A Song of Ice and Fire, by George R.R. Martin
Magic System Rating: 1 (Because Magic)
Martin is writing a purposeful deconstruction of epic fantasy tropes—including magic systems—and has actually put some work into making his magic frustrating and inconsistent beyond a few broad-stroke rules (there’s definitely some like-for-like business, with equivalent sacrifices needed to produce an effect). Most of the people actively using magic in his world seem befuddled by the whole process; the general sense is that it’s unreliable and often ineffective—but when it works, boy howdy does it ever work (shadow assassins, am I right?). It’s a fascinating twist on the whole concept, as its lack of rigor is intentional, and serves the larger design of the narrative—a design we must note is not yet complete, so there may be more to come on this front.

The Belgariad, by David Eddings and The Books of Earthsea, by Ursula K. Le Guin
Magic System Rating: 2 (Simple, but Effective)
These two mainstays of post-Tolkien fantasy offer a slight refinement on the “obscured by the mists of time” approach J.R.R. took, offering extremely simple magic systems that apply a very, very small instructional set. In Eddings’ old-school classic, certain folks can employ the Will and the Word—want something hard enough, and speak a word, and it happens (within some extremely broad limitations set by the gods). In Earthsea, everything has a secret, true name in the ancient language of the dragons; if you learn it, you have power over that thing or person (and by the way: you can’t lie in the dragons’ language—unless you are, in fact, a dragon). These rules are so basic as to allow for just about anything to happen, magic-wise, but they do offer at least a sketch of a system on which to hang your pointed, star-and-moon-covered conical hat.

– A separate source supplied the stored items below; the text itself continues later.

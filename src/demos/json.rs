//! JSON with serde: derive, field renames, optional fields, and untyped
//! `serde_json::Value`.

use serde::{Deserialize, Serialize};
use serde_json::{json, Value};

#[derive(Debug, Clone, PartialEq, Serialize, Deserialize)]
#[serde(rename_all = "camelCase")]
pub struct User {
    pub id: u64,
    pub display_name: String,
    #[serde(skip_serializing_if = "Option::is_none", default)]
    pub email: Option<String>,
    #[serde(default)]
    pub tags: Vec<String>,
    #[serde(skip)]
    pub password_hash: String,
}

fn encode() {
    let user = User {
        id: 7,
        display_name: "Ada".into(),
        email: None,
        tags: vec!["admin".into()],
        password_hash: "not-serialized".into(),
    };
    match serde_json::to_string(&user) {
        Ok(s) => println!("compact: {s}"),
        Err(e) => println!("error: {e}"),
    }
    match serde_json::to_string_pretty(&user) {
        Ok(s) => println!("pretty:\n{s}"),
        Err(e) => println!("error: {e}"),
    }
}

fn decode() {
    let inputs = [
        r#"{"id": 1, "displayName": "Linus", "email": "l@example.com"}"#,
        r#"{"id": 2, "displayName": "Grace", "tags": ["navy", "cobol"]}"#,
        r#"{"id": "three", "displayName": "Oops"}"#,
    ];
    for input in inputs {
        match serde_json::from_str::<User>(input) {
            Ok(user) => println!("  ok: {:?}", user),
            Err(err) => println!("  error at line {} column {}: {err}", err.line(), err.column()),
        }
    }
}

fn untyped() {
    let doc: Value = json!({
        "service": "tour",
        "ports": [8080, 8443],
        "limits": { "rps": 100 }
    });
    println!("service = {}", doc["service"]);
    println!("second port = {}", doc["ports"][1]);
    println!("rps as u64 = {:?}", doc["limits"]["rps"].as_u64());
    println!("missing key = {}", doc["nope"]);
}

pub fn run() {
    println!("=== JSON ===\n");

    println!("--- Encoding ---");
    encode();

    println!("\n--- Decoding ---");
    decode();

    println!("\n--- Untyped values ---");
    untyped();

    println!("\n=== Key Points ===");
    println!("1. #[derive(Serialize, Deserialize)] replaces struct tags");
    println!("2. Option + default handle missing fields");
    println!("3. Value is for documents without a fixed shape");
}

#[cfg(test)]
mod tests {
    use super::*;

    #[test]
    fn test_camel_case_and_skips() {
        let user = User {
            id: 1,
            display_name: "Ada".into(),
            email: None,
            tags: vec![],
            password_hash: "secret".into(),
        };
        let encoded = serde_json::to_value(&user).unwrap();
        assert_eq!(encoded, json!({ "id": 1, "displayName": "Ada", "tags": [] }));
    }

    #[test]
    fn test_missing_optional_fields_default() {
        let user: User = serde_json::from_str(r#"{"id": 3, "displayName": "Bo"}"#).unwrap();
        assert_eq!(user.email, None);
        assert!(user.tags.is_empty());
        assert!(user.password_hash.is_empty());
    }
}
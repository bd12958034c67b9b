//! Routing: static paths, `{param}` segments, nested route groups, and the
//! 404/405 fallbacks, served for real on a loopback port.

use std::sync::Arc;

use axum::extract::{Path, State};
use axum::http::{StatusCode, Uri};
use axum::response::Response;
use axum::routing::get;
use axum::{Json, Router};
use serde::{Deserialize, Serialize};
use tokio::sync::RwLock;

use crate::web;

/// Every route `build_router` registers, as printed at startup.
const ROUTES: [(&str, &str); 4] = [
    ("GET", "/ping"),
    ("GET", "/api/v1/users"),
    ("POST", "/api/v1/users"),
    ("GET", "/api/v1/users/{id}"),
];

#[derive(Debug, Clone, Serialize, Deserialize)]
struct User {
    id: u32,
    name: String,
}

#[derive(Debug, Deserialize)]
struct NewUser {
    name: String,
}

#[derive(Clone, Default)]
struct AppState {
    users: Arc<RwLock<Vec<User>>>,
}

async fn list_users(State(state): State<AppState>) -> Json<Vec<User>> {
    Json(state.users.read().await.clone())
}

async fn get_user(State(state): State<AppState>, Path(id): Path<u32>) -> Result<Json<User>, Response> {
    let users = state.users.read().await;
    users
        .iter()
        .find(|u| u.id == id)
        .cloned()
        .map(Json)
        .ok_or_else(|| web::error(StatusCode::NOT_FOUND, format!("user {id} not found")))
}

async fn create_user(State(state): State<AppState>, Json(new): Json<NewUser>) -> (StatusCode, Json<User>) {
    let mut users = state.users.write().await;
    let user = User {
        id: users.iter().map(|u| u.id).max().unwrap_or(0) + 1,
        name: new.name,
    };
    users.push(user.clone());
    (StatusCode::CREATED, Json(user))
}

async fn not_found(uri: Uri) -> Response {
    web::error(StatusCode::NOT_FOUND, format!("no route for {}", uri.path()))
}

fn build_router(state: AppState) -> Router {
    let api = Router::new()
        .route("/users", get(list_users).post(create_user))
        .route("/users/{id}", get(get_user));

    Router::new()
        .route("/ping", get(|| async { "pong" }))
        .nest("/api/v1", api)
        .fallback(not_found)
        .with_state(state)
}

async fn exercise(router: Router) -> Result<(), Box<dyn std::error::Error>> {
    let server = web::spawn(router).await?;
    let http = web::client()?;
    println!("  listening on {}\n", server.addr());

    let requests = [
        ("GET", "/ping", None),
        ("GET", "/api/v1/users", None),
        ("GET", "/api/v1/users/2", None),
        ("POST", "/api/v1/users", Some(r#"{"name":"carol"}"#)),
        ("GET", "/api/v1/users/3", None),
        ("GET", "/api/v1/users/abc", None),
        ("GET", "/api/v1/users/99", None),
        ("DELETE", "/api/v1/users", None),
        ("GET", "/nowhere", None),
    ];

    for (method, path, body) in requests {
        let request = match method {
            "POST" => http.post(server.url(path)),
            "DELETE" => http.delete(server.url(path)),
            _ => http.get(server.url(path)),
        };
        let request = match body {
            Some(body) => request
                .header("content-type", "application/json")
                .body(body),
            None => request,
        };
        let response = request.send().await?;
        let status = response.status();
        let body = response.text().await?;
        println!("  {method:<6} {path:<20} -> {} {body}", status.as_u16());
    }

    server.shutdown().await?;
    Ok(())
}

pub fn run() {
    println!("=== Routes ===\n");

    let state = AppState::default();
    state.users.blocking_write().extend([
        User { id: 1, name: "alice".into() },
        User { id: 2, name: "bob".into() },
    ]);
    let router = build_router(state);

    println!("--- Registered routes ---");
    for (method, path) in ROUTES {
        println!("  {method:<6} {path}");
    }

    println!("\n--- Requests ---");
    let result = web::runtime()
        .map_err(Into::into)
        .and_then(|rt| rt.block_on(exercise(router)));
    if let Err(err) = result {
        println!("error: {err}");
        return;
    }

    println!("\n=== Key Points ===");
    println!("1. {{name}} segments capture path parameters, typed by the extractor");
    println!("2. nest() mounts a group of routes under a shared prefix");
    println!("3. A known path with the wrong method is 405, an unknown path is 404");
}
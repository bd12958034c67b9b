//! Create, read, update and delete against an in-memory SQLite store,
//! including a transaction and a cascading delete.

use crate::orm::{Store, StoreError};

fn walkthrough() -> Result<(), StoreError> {
    let mut store = Store::open_in_memory()?;

    println!("--- Create ---");
    let author = store.create_author("Ted Chiang")?;
    let book = store.create_book(author.id, "Stories of Your Life", 2002)?;
    println!("  created author #{} {}", author.id, author.name);
    println!("  created book #{} {:?} ({})", book.id, book.title, book.year);

    let other = store.create_author_with_books("N. K. Jemisin", &[("The Fifth Season", 2015), ("The Obelisk Gate", 2016)])?;
    println!("  created {} with {} books in one transaction", other.name, other.books.len());

    println!("\n--- Read ---");
    let found = store.find_author(author.id)?;
    println!("  find_author({}) -> {}", author.id, found.name);
    for a in store.authors()? {
        println!("  author #{} {}", a.id, a.name);
    }

    println!("\n--- Update ---");
    store.rename_book(book.id, "Stories of Your Life and Others")?;
    for b in store.books_by_author(author.id)? {
        println!("  renamed: {:?}", b.title);
    }

    println!("\n--- Delete ---");
    println!("  books before: {}", store.book_count()?);
    store.delete_author(other.id)?;
    println!("  deleted {}; books after cascade: {}", other.name, store.book_count()?);

    println!("\n--- Errors ---");
    match store.find_author(other.id) {
        Err(err @ StoreError::NotFound { .. }) => println!("  {err}"),
        Ok(a) => println!("  unexpectedly found {}", a.name),
        Err(err) => return Err(err),
    }
    match store.create_author("Ted Chiang") {
        Err(StoreError::Sqlite(err)) => println!("  duplicate name rejected: {err}"),
        Ok(_) => println!("  duplicate name accepted"),
        Err(err) => return Err(err),
    }

    println!("\n  {} statements executed", store.statements());
    Ok(())
}

pub fn run() {
    println!("=== Crud ===\n");

    if let Err(err) = walkthrough() {
        println!("error: {err}");
        return;
    }

    println!("\n=== Key Points ===");
    println!("1. Prepared parameters (?1, ?2) keep values out of the SQL text");
    println!("2. A transaction commits every insert or none");
    println!("3. Missing rows are a typed error, not a panic");
}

The Eternal Champion, by Michael Moorcock
Magic System Rating: 3 (Non-Rigorous, but With an Explanation)
The legendary Moorcock also follows the old-school habit of not explaining his magic too deeply, but he does at least provide an explanation of how it works, along with a dose of unreliability. Most magic in his universe is accomplished by contacting, bargaining with, or summoning and controlling demons and elemental beings—if you’re looking to smash an advancing army, you could summon an incredibly powerful, army-smashing demon. The problem being that all these immensely powerful beings have their own agendas, so it’s not uncommon for these sorts of spells to go awry—or for someone to lose control of them entirely, resulting in chaos. It’s a neat way to cover for the fact that your magic system isn’t so much a system as a loose set of guidelines.

Shades of Magic, by V.E. Schwab
Magic System Rating: 4 (Mystery Box)
V.E. Schwab’s magic system in the excellent Shades of Magic series is organized, but not terribly rule-laden. We understand the mechanics of the wizard-like Antari’s blood magic, but much of the ways and hows of magic’s function in the three magical Londons (Red, White, and Black—Grey London is our London, and thus has no magic) is left mysterious. Not that this hurts the story in any way—Schwab expertly gives readers exactly enough information to make the system workable without overloading them with detail that, frankly, isn’t necessary to appreciate her story, and might even ruin the spell of awe and wonder cast by the character-centric narrative.

The Harry Potter series, by J.K. Rowling
Magic System Rating: 5 (Faux-Rigor)
Rowling’s omnipresence makes her an automatic reference in this discussion. Though they take place at a magic school, the magic system she’s developed for the Harry Potter universe isn’t actually all that rigorous. Magical ability is genetic, so you’re just sort of born with it, and behind all the words and wands there’s precious little explanation of exactly how it all works (although, to be fair, there’s a bit more detail when it comes to potions). Despite how much Rowling has added to the universe via Pottermore reveals and controversial tweetbombs, we’re still not clear whether you can just add the word maxima to any spell in order to increase its power.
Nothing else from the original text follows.